John Kreger, health care analyst at William Blair, said it's a typical response to say "sell now, get your profits now," but he feels the spread being wider than normal on this deal is a reason to hold onto Medco shares. Kreger took the minority opinion that Medco's business would even be defensible if the deal implodes.

"I wouldn't go so far as to say Medco has more risk here," the analyst said. "I understand the logic that the UnitedHealth deal is a symbol of more deals to be lost, but I don't subscribe to that scenario," Kreger said.

Analysts expect the regulatory review to take at least nine months to a year, and this is one more reason why Maxim Group's Vendetti sees doom for Medco if the deal fails. Analysts also noted that the lack of a breakup fee on the deal was notable.

FBR Capital Markets' Juhng said the lack of the breakup fee could be read as one more sign of the deal being a no-lose situation for Express Scripts and Medco's weaker position. "Because there is no termination fee, it is inherently more dangerous to own Medco shares. At the 11th-hour Express Scripts could walk. If Medco had a strong bargaining position, they would have gotten something put in. Express Scripts has a win if the deal goes through, and if doesn't, one of their major competitors is a lot weaker," Juhng said.

The companies said the deal was not about cutting costs during the conference call on Thursday, but Vendetti said that there's no doubt that Medco sales people will see the handwriting on the wall over the next year, and significant job hunting and poaching will take place.

Vendetti also said it's a fine line between a commission-based salesperson doing their job regardless of the longer-term view because they've got to earn, and losing their focus because they think there's a 50% chance of losing their job if an acquisition is approved.

"They are talking about $1 billion in cost synergies and that's a low number. They will say there's room for everyone but that can't be true at the end of the day. The sales force won't double, even if it won't be cut in half. It's somewhere in between," Vendetti explained.

This also translates into an environment where customers of those sales people aren't even so sure about Medco's future viability, and may have concerns about the business being layered in with Express Scripts, a company that certain customers may prefer not to work with.

"My point is that this would be an unmitigated disaster for Medco is this deal falls through, Medco would be a much weaker company by the time the federal government review is finished," Vendetti said.

William Blair's Kreger said losing people and people being poached is part of any big deal. "I think it's fair to say they will lose a lot of people, but not any more than in any other similar deal situation. The big caveat is can the government get comfortable? This is a fairly consolidated industry so it will get a high degree of scrutiny, but I don't think the companies would go this far unless they felt that they could get the deal cleared."

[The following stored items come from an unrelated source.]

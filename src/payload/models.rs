//! Servicing payload handed to downstream systems once a workflow is submitted.

use std::collections::BTreeMap;

use chrono::{DateTime, Utc};
use serde::{Deserialize, Serialize};
use serde_json::Value;

use crate::workflow::StepData;

/// Normalized output of a submitted workflow.
///
/// Derived on demand from the step data of a completed instance and never
/// stored. Two assemblies of the same instance only differ by `submitted_at`.
#[derive(Debug, Clone, PartialEq, Serialize, Deserialize)]
pub struct ServicingPayload {
    pub client_id: String,
    pub workflow_instance_id: String,
    pub submitted_at: DateTime<Utc>,
    /// Copied verbatim from the renewal step, null when not captured
    pub renewal_notification_period: Option<Value>,
    pub billing: Option<BillingSummary>,
    pub authorization: Option<AuthorizationSummary>,
    /// Raw data of every step that captured any, keyed by step id
    pub steps: BTreeMap<String, StepData>,
}

#[derive(Debug, Clone, PartialEq, Serialize, Deserialize)]
pub struct BillingSummary {
    pub billing_model: Option<Value>,
    pub billing_frequency: Option<Value>,
    pub responsible_entity: Option<Value>,
    pub self_admin_config: Option<Value>,
    pub receive_billing_by_mail: Option<Value>,
    pub initial_premium: InitialPremium,
}

#[derive(Debug, Clone, PartialEq, Serialize, Deserialize)]
pub struct InitialPremium {
    pub requested: bool,
    pub amount: Option<Value>,
    pub channel: Option<Value>,
    pub payment_confirmed: bool,
    pub confirmation: Option<Value>,
}

#[derive(Debug, Clone, PartialEq, Serialize, Deserialize)]
pub struct AuthorizationSummary {
    pub accepted_by: Option<Value>,
    pub signature_date: Option<Value>,
    /// Stamped by the server when the authorization step was completed
    pub server_timestamp: Option<Value>,
    pub client_timestamp: Option<Value>,
    pub signer_ip: Option<Value>,
    pub signer_user_agent: Option<Value>,
    pub sections_completed: SectionsCompleted,
    pub hipaa_document_ids: Vec<Value>,
}

/// Which acknowledgment sections of the authorization step were completed.
#[derive(Debug, Clone, Copy, Default, PartialEq, Eq, Serialize, Deserialize)]
pub struct SectionsCompleted {
    pub online_access: bool,
    pub privacy_notice: bool,
    pub intermediary: bool,
    pub third_party_billing: bool,
    pub gross_up: bool,
    pub hipaa: bool,
    pub disability_tax: bool,
    pub cert_beneficial: bool,
    pub no_claims: bool,
}
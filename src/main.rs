use anyhow::{Context, Result};
use clap::Parser;
use std::path::PathBuf;
use std::sync::Arc;
use tracing::{info, level_filters::LevelFilter};
use tracing_subscriber::{layer::SubscriberExt, util::SubscriberInitExt, EnvFilter};

use group_setup_server::config::{AppConfig, CliConfig, FileConfig};
use group_setup_server::{load_catalog, App};

mod demo;

fn parse_path(s: &str) -> Result<PathBuf> {
    let path_buf = PathBuf::from(s);
    let original_path = match path_buf.canonicalize() {
        Ok(path) => path,
        Err(msg) => {
            if msg.kind() == std::io::ErrorKind::NotFound {
                path_buf
            } else {
                return Err(msg).with_context(|| format!("Error resolving path: {}", s));
            }
        }
    };
    if original_path.is_absolute() {
        return Ok(original_path);
    }
    let cwd = std::env::current_dir()?;
    Ok(cwd.join(original_path))
}

#[derive(Parser, Debug)]
#[clap(version)]
struct CliArgs {
    /// Path to a TOML config file. Its values override the CLI arguments.
    #[clap(long, value_parser = parse_path)]
    pub config: Option<PathBuf>,

    /// Name of the workflow definition new cases are bound to.
    #[clap(long)]
    pub definition_name: Option<String>,

    /// Path to a JSON workflow definition to use instead of the built-in one.
    #[clap(long, value_parser = parse_path)]
    pub definition: Option<PathBuf>,

    /// Do not record events in the audit log.
    #[clap(long)]
    pub no_audit: bool,

    /// Do not send handoff notifications.
    #[clap(long)]
    pub no_notifications: bool,

    /// Drive a sample case through the whole online setup and print the
    /// resulting servicing payload.
    #[clap(long)]
    pub demo: bool,
}

impl CliArgs {
    fn to_cli_config(&self) -> CliConfig {
        CliConfig {
            definition_name: self.definition_name.clone(),
            definition_path: self.definition.clone(),
            disable_audit: self.no_audit,
            disable_notifications: self.no_notifications,
        }
    }
}

#[tokio::main]
async fn main() -> Result<()> {
    let cli_args = CliArgs::parse();

    tracing_subscriber::registry()
        .with(tracing_subscriber::fmt::layer())
        .with(
            EnvFilter::builder()
                .with_default_directive(LevelFilter::INFO.into())
                .with_env_var("LOG_LEVEL")
                .from_env_lossy(),
        )
        .try_init()
        .context("Failed to install tracing subscriber")?;

    info!(
        "group-setup-server {}-{}",
        env!("CARGO_PKG_VERSION"),
        env!("GIT_HASH")
    );

    let file_config = match &cli_args.config {
        Some(path) => {
            info!("Loading config file {:?}", path);
            Some(FileConfig::load(path)?)
        }
        None => None,
    };
    let config = AppConfig::resolve(&cli_args.to_cli_config(), file_config)?;

    let catalog = Arc::new(load_catalog(&config)?);
    let definition = catalog
        .active(&config.definition_name)?
        .with_context(|| format!("No active definition named {}", config.definition_name))?;
    info!(
        "Workflow {} v{} ready with {} steps",
        definition.name,
        definition.version,
        definition.steps.len()
    );

    let app = App::build(&config, catalog);

    if cli_args.demo {
        let payload = demo::run(&app).await?;
        println!("{}", serde_json::to_string_pretty(&payload)?);
    } else {
        println!("{}", serde_json::to_string_pretty(&definition)?);
    }

    Ok(())
}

Analysts also noted that Express Scripts has indicated it will do what it takes to get the deal done, meaning that if regulators require divestitures of assets in certain markets to maintain a competitive balance in the sector, Express Scripts won't balk before making a concession.

FBR Capital's Juhng said despite the upside still on the table in Medco shares, and his belief that the companies can ultimately make a convincing case against anti-trust concerns, FBR moved its rating from buy to market perform. He summed up the risks in his downgrade of Medco by stating that remaining upside is for investors that are willing to stomach the speculation risk that is likely to move Medco shares up and down until the transaction gets resolved. "There is a lot of upside because there is so much risk involved," Juhng said.

For Medco shareholders, then, the question is which would be the more bitter pill to swallow: taking the 19% gains already in shares today and missing out on the remaining 9% when the deal closes, or waiting for the rest of the upside, only to see the government nix the deal?